Какая-то его часть хотела наброситься на нее и заставить понять его гнев. Другая половина… черт побери, эта первобытная часть хотела только одного — сбросить тонкий халатик с ее расшитых бисером сосков, прижать ее к стене и напомнить, кому она принадлежит.
Но даже если бы он это сделал, отсутствие доверия все равно осталось, расширяя пропасть между ними.
— Анка, если бы ты полностью доверяла мне, то не колебалась бы ни секунды и сказала мне об этом. Я бы узнал правду еще несколько десятилетий назад. Если бы ты действительно верила, что это не имеет для меня никакого значения, то никогда бы не скрыла этого от меня. — Он покачал головой, и внутри у него все оборвалось. Весь его гребаный мир снова разваливался на части. — Без доверия у нас ничего нет.
Черт возьми, он не мог смотреть на нее сейчас, цвета ее подписи искрились с его Зовом и его малышом, и любовью… только для того, чтобы обнаружить, что, возможно, он совсем ее не знает.
Он вырвал свою руку из ее хватки и отвернулся.

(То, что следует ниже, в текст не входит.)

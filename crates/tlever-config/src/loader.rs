//! Configuration discovery and parsing.
//!
//! # Design
//! - Discovery follows the XDG user/system locations, then the legacy dot
//!   directory, then `/etc`. The first existing file wins.
//! - A missing file is not fatal: built-in defaults are used with a warning.
//!   An explicitly requested file that does not exist is an error.

use std::fs;
use std::path::{Path, PathBuf};

use tracing::{debug, warn};

use crate::defaults::{CONFIG_DIR_NAME, CONFIG_ENV_VAR, CONFIG_FILE_NAME};
use crate::error::{ConfigError, ConfigResult};
use crate::model::LeverConfig;
use crate::validate::validate_config;

/// A validated configuration together with the file it came from.
#[derive(Debug, Clone)]
pub struct LoadedConfig {
    /// Parsed and validated configuration.
    pub config: LeverConfig,
    /// Source file, or `None` when built-in defaults were used.
    pub source: Option<PathBuf>,
}

/// Ordered list of locations searched when no explicit file is given.
#[must_use]
pub fn candidate_paths(home: Option<&Path>) -> Vec<PathBuf> {
    let mut paths = Vec::with_capacity(4);
    if let Some(home) = home {
        paths.push(
            home.join(".config")
                .join(CONFIG_DIR_NAME)
                .join(CONFIG_FILE_NAME),
        );
    }
    paths.push(
        Path::new("/etc/xdg")
            .join(CONFIG_DIR_NAME)
            .join(CONFIG_FILE_NAME),
    );
    if let Some(home) = home {
        paths.push(
            home.join(format!(".{CONFIG_DIR_NAME}"))
                .join(CONFIG_FILE_NAME),
        );
    }
    paths.push(Path::new("/etc").join(CONFIG_DIR_NAME).join(CONFIG_FILE_NAME));
    paths
}

/// Return the first existing candidate path.
#[must_use]
pub fn discover(candidates: &[PathBuf]) -> Option<PathBuf> {
    candidates.iter().find(|path| path.is_file()).cloned()
}

/// Read, parse and validate a configuration file.
///
/// # Errors
///
/// Returns an error when the file cannot be read, is not valid JSON for the
/// expected shape, or violates a configuration invariant.
pub fn load_from_path(path: &Path) -> ConfigResult<LeverConfig> {
    let raw = fs::read_to_string(path).map_err(|source| ConfigError::Io {
        operation: "config.read",
        path: path.to_path_buf(),
        source,
    })?;
    let config: LeverConfig = serde_json::from_str(&raw).map_err(|source| ConfigError::Parse {
        path: path.to_path_buf(),
        source,
    })?;
    validate_config(&config)?;
    Ok(config)
}

/// Resolve and load configuration.
///
/// Precedence: `explicit`, then `$TLEVER_CONFIG`, then the discovery
/// locations under the current user's home directory and `/etc`.
///
/// # Errors
///
/// Returns an error when an explicitly requested file cannot be loaded, or
/// when a discovered file is invalid.
pub fn load(explicit: Option<&Path>) -> ConfigResult<LoadedConfig> {
    let env_override = std::env::var_os(CONFIG_ENV_VAR).map(PathBuf::from);
    let home = dirs::home_dir();
    load_with(explicit, env_override.as_deref(), &candidate_paths(home.as_deref()))
}

pub(crate) fn load_with(
    explicit: Option<&Path>,
    env_override: Option<&Path>,
    candidates: &[PathBuf],
) -> ConfigResult<LoadedConfig> {
    if let Some(path) = explicit.or(env_override) {
        debug!(path = %path.display(), "loading requested configuration file");
        let config = load_from_path(path)?;
        return Ok(LoadedConfig {
            config,
            source: Some(path.to_path_buf()),
        });
    }

    if let Some(path) = discover(candidates) {
        debug!(path = %path.display(), "loading discovered configuration file");
        let config = load_from_path(&path)?;
        return Ok(LoadedConfig {
            config,
            source: Some(path),
        });
    }

    warn!("configuration file not found, using default values");
    Ok(LoadedConfig {
        config: LeverConfig::default(),
        source: None,
    })
}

Анка обежала вокруг него и встала между ним и дверью с умоляющим выражением лица. Боль почти разорвала его на части.
— Я люблю тебя. Я доверяю тебе свою жизнь, свое сердце, свою защиту. Я клянусь.
Все внутри него содрогнулось. Его кулаки сжались. Его внутренности сжались, как будто его ударили ножом. Как чертовски сильно он хотел ей верить…
— Слова даются легко, Анка. Они ничего не значат.
— Я докажу. Скажи мне, как это сделать, и я сделаю. У меня больше нет секретов, мне нечего скрывать. Мне больше нечего обнажить. Я отдала тебе все, клянусь.
Но она ошибалась. Она не была нага. Она ведь не все ему отдала. Этот халат прикрывал ее. Он не был внутри нее. Но как бы сильно он ни желал ее, что докажет то, что он снова затащит ее в постель? Она будет приветствовать его. Ее острые соски доказывали это. И черт возьми, он чувствовал запах ее киски. Сочная, спелая плоть будет пухлой и нуждающейся, ожидая только его. Нельзя отрицать, как сильно он хотел ее снова. Она была зависимостью, болезнью, от которой не было лекарства.
Трахая ее сейчас, он ничего не докажет, но это заставит его чувствовать себя чертовски хорошо — пока он не вспомнит, что между ними не осталось никакого доверия.
Голос Митчелла Торпа звенел у него в голове. Те часы, когда они говорили о доверии и контроле, и о насущной необходимости для них в любом виде обмена властью. И когда в голове Лукана промелькнула мысль, он улыбнулся.